What to work on:
Below are some records; output exactly the lines from the line with "Some(Rgba::rgba(r, g, b, a))" to the line with "assert_eq!(a.lerp(&b, 1.0), b);", both ends kept, and nothing more.

Data for processing Block Start

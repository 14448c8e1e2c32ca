//! Color parsing, formatting and mixing for theme tokens.
//!
//! Token values are strings, so a color is anything that parses here:
//! `#rgb`, `#rrggbb`, `#aarrggbb` (alpha first), `rgb(r,g,b)` and
//! `rgba(r,g,b,a)` with `a` in `[0, 1]`. Everything else is "not a color"
//! and is treated as an opaque string by the animator.

/// An 8-bit RGBA color.
#[derive(Debug, Clone, Copy, PartialEq, Eq, Hash)]
pub struct Rgba {
    pub r: u8,
    pub g: u8,
    pub b: u8,
    pub a: u8,
}

/// Syntax family a color was written in.
#[derive(Debug, Clone, Copy, PartialEq, Eq)]
pub enum ColorFormat {
    /// `#rrggbb` / `#aarrggbb`
    Hex,
    /// `rgba(r,g,b,a)`
    Functional,
}

impl Rgba {
    pub const WHITE: Self = Self::rgb(255, 255, 255);
    pub const BLACK: Self = Self::rgb(0, 0, 0);

    pub const fn rgb(r: u8, g: u8, b: u8) -> Self {
        Self { r, g, b, a: 255 }
    }

    pub const fn rgba(r: u8, g: u8, b: u8, a: u8) -> Self {
        Self { r, g, b, a }
    }

    /// Parses a token value as a color.
    pub fn parse(value: &str) -> Option<Self> {
        Self::parse_with_format(value).map(|(color, _)| color)
    }

    /// Parses a token value and reports which syntax it used.
    pub fn parse_with_format(value: &str) -> Option<(Self, ColorFormat)> {
        let value = value.trim();
        if let Some(hex) = value.strip_prefix('#') {
            return parse_hex(hex).map(|c| (c, ColorFormat::Hex));
        }
        parse_functional(value).map(|c| (c, ColorFormat::Functional))
    }

    /// `#rrggbb` when opaque, `#aarrggbb` otherwise.
    pub fn to_hex(&self) -> String {
        if self.a == 255 {
            format!("#{:02x}{:02x}{:02x}", self.r, self.g, self.b)
        } else {
            format!("#{:02x}{:02x}{:02x}{:02x}", self.a, self.r, self.g, self.b)
        }
    }

    /// `rgba(r,g,b,a)` with alpha as a fraction.
    pub fn to_functional(&self) -> String {
        format!(
            "rgba({},{},{},{:.2})",
            self.r,
            self.g,
            self.b,
            f64::from(self.a) / 255.0
        )
    }

    pub fn format(&self, format: ColorFormat) -> String {
        match format {
            ColorFormat::Hex => self.to_hex(),
            ColorFormat::Functional => self.to_functional(),
        }
    }

    /// Linear mix towards `other`; `t` is clamped to `[0, 1]`.
    pub fn lerp(&self, other: &Self, t: f64) -> Self {
        let t = t.clamp(0.0, 1.0);
        let mix = |a: u8, b: u8| {
            let (a, b) = (f64::from(a), f64::from(b));
            (a + (b - a) * t).round().clamp(0.0, 255.0) as u8
        };
        Self {
            r: mix(self.r, other.r),
            g: mix(self.g, other.g),
            b: mix(self.b, other.b),
            a: mix(self.a, other.a),
        }
    }

    /// Perceived brightness in `[0, 1]` (Rec. 709 weights).
    pub fn luminance(&self) -> f64 {
        (0.2126 * f64::from(self.r) + 0.7152 * f64::from(self.g) + 0.0722 * f64::from(self.b))
            / 255.0
    }

    pub fn is_dark(&self) -> bool {
        self.luminance() < 0.5
    }

    /// Moves each channel `amount` of the way towards white. Alpha is kept.
    pub fn lighten(&self, amount: f64) -> Self {
        Self { a: self.a, ..self.lerp(&Self::WHITE, amount) }
    }

    /// Moves each channel `amount` of the way towards black. Alpha is kept.
    pub fn darken(&self, amount: f64) -> Self {
        Self { a: self.a, ..self.lerp(&Self::BLACK, amount) }
    }

    /// Same color with a new alpha.
    pub fn with_alpha(&self, alpha: f64) -> Self {
        Self {
            a: (alpha.clamp(0.0, 1.0) * 255.0).round() as u8,
            ..*self
        }
    }
}

/// Returns true if the token value parses as a color.
pub fn is_color(value: &str) -> bool {
    Rgba::parse(value).is_some()
}

fn parse_hex(hex: &str) -> Option<Rgba> {
    if !hex.chars().all(|c| c.is_ascii_hexdigit()) {
        return None;
    }
    let byte = |i: usize| u8::from_str_radix(&hex[i..i + 2], 16).ok();
    match hex.len() {
        3 => {
            let nibble = |i: usize| u8::from_str_radix(&hex[i..i + 1], 16).ok().map(|v| v * 17);
            Some(Rgba::rgb(nibble(0)?, nibble(1)?, nibble(2)?))
        }
        6 => Some(Rgba::rgb(byte(0)?, byte(2)?, byte(4)?)),
        8 => Some(Rgba::rgba(byte(2)?, byte(4)?, byte(6)?, byte(0)?)),
        _ => None,
    }
}

fn parse_functional(value: &str) -> Option<Rgba> {
    let lower = value.to_ascii_lowercase();
    let body = lower
        .strip_prefix("rgba(")
        .or_else(|| lower.strip_prefix("rgb("))?
        .strip_suffix(')')?;

    let parts: Vec<&str> = body.split(',').map(str::trim).collect();
    let channel = |s: &str| -> Option<u8> {
        let v: f64 = s.parse().ok()?;
        (0.0..=255.0).contains(&v).then(|| v.round() as u8)
    };
    let (r, g, b) = match parts.as_slice() {
        [r, g, b] | [r, g, b, _] => (channel(r)?, channel(g)?, channel(b)?),
        _ => return None,
    };
    let a = match parts.get(3) {
        Some(alpha) => {
            let v: f64 = alpha.parse().ok()?;
            if !(0.0..=1.0).contains(&v) {
                return None;
            }
            (v * 255.0).round() as u8
        }
        None => 255,
    };
    Some(Rgba::rgba(r, g, b, a))
}

#[cfg(test)]
mod tests {
    use super::*;

    #[test]
    fn test_parse_hex_forms() {
        assert_eq!(Rgba::parse("#fff"), Some(Rgba::WHITE));
        assert_eq!(Rgba::parse("#BD93F9"), Some(Rgba::rgb(0xbd, 0x93, 0xf9)));
        assert_eq!(
            Rgba::parse("#80112233"),
            Some(Rgba::rgba(0x11, 0x22, 0x33, 0x80))
        );
        assert_eq!(Rgba::parse("#12345"), None);
        assert_eq!(Rgba::parse("#gggggg"), None);
    }

    #[test]
    fn test_parse_functional_forms() {
        assert_eq!(Rgba::parse("rgb(1, 2, 3)"), Some(Rgba::rgb(1, 2, 3)));
        assert_eq!(
            Rgba::parse_with_format("rgba(255,255,255,0.12)"),
            Some((Rgba::rgba(255, 255, 255, 31), ColorFormat::Functional))
        );
        assert_eq!(Rgba::parse("rgba(1,2,3,1.5)"), None);
        assert_eq!(Rgba::parse("rgb(300,0,0)"), None);
        assert_eq!(Rgba::parse("8px"), None);
        assert!(!is_color("Segoe UI"));
    }

    #[test]
    fn test_formatting() {
        assert_eq!(Rgba::rgb(0xbd, 0x93, 0xf9).to_hex(), "#bd93f9");
        assert_eq!(Rgba::rgba(1, 2, 3, 0x80).to_hex(), "#80010203");
        assert_eq!(Rgba::rgba(40, 42, 54, 13).to_functional(), "rgba(40,42,54,0.05)");
    }

    #[test]
    fn test_lerp_endpoints() {
        let a = Rgba::rgb(0, 100, 200);
        let b = Rgba::rgba(200, 100, 0, 0);
        assert_eq!(a.lerp(&b, 0.0), a);
        assert_eq!(a.lerp(&b, 1.0), b);
        assert_eq!(a.lerp(&b, 0.5), Rgba::rgba(100, 100, 100, 128));
    }

    #[test]
    fn test_lighten_darken() {
        let bg = Rgba::rgb(100, 100, 100);
        assert_eq!(bg.lighten(0.5), Rgba::rgb(178, 178, 178));
        assert_eq!(bg.darken(0.5), Rgba::rgb(50, 50, 50));
        assert!(bg.is_dark());
        assert!(!Rgba::WHITE.is_dark());
    }
}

Data for processing Block End

Exercise result:
    Some(Rgba::rgba(r, g, b, a))
}

#[cfg(test)]
mod tests {
    use super::*;

    #[test]
    fn test_parse_hex_forms() {
        assert_eq!(Rgba::parse("#fff"), Some(Rgba::WHITE));
        assert_eq!(Rgba::parse("#BD93F9"), Some(Rgba::rgb(0xbd, 0x93, 0xf9)));
        assert_eq!(
            Rgba::parse("#80112233"),
            Some(Rgba::rgba(0x11, 0x22, 0x33, 0x80))
        );
        assert_eq!(Rgba::parse("#12345"), None);
        assert_eq!(Rgba::parse("#gggggg"), None);
    }

    #[test]
    fn test_parse_functional_forms() {
        assert_eq!(Rgba::parse("rgb(1, 2, 3)"), Some(Rgba::rgb(1, 2, 3)));
        assert_eq!(
            Rgba::parse_with_format("rgba(255,255,255,0.12)"),
            Some((Rgba::rgba(255, 255, 255, 31), ColorFormat::Functional))
        );
        assert_eq!(Rgba::parse("rgba(1,2,3,1.5)"), None);
        assert_eq!(Rgba::parse("rgb(300,0,0)"), None);
        assert_eq!(Rgba::parse("8px"), None);
        assert!(!is_color("Segoe UI"));
    }

    #[test]
    fn test_formatting() {
        assert_eq!(Rgba::rgb(0xbd, 0x93, 0xf9).to_hex(), "#bd93f9");
        assert_eq!(Rgba::rgba(1, 2, 3, 0x80).to_hex(), "#80010203");
        assert_eq!(Rgba::rgba(40, 42, 54, 13).to_functional(), "rgba(40,42,54,0.05)");
    }

    #[test]
    fn test_lerp_endpoints() {
        let a = Rgba::rgb(0, 100, 200);
        let b = Rgba::rgba(200, 100, 0, 0);
        assert_eq!(a.lerp(&b, 0.0), a);
        assert_eq!(a.lerp(&b, 1.0), b);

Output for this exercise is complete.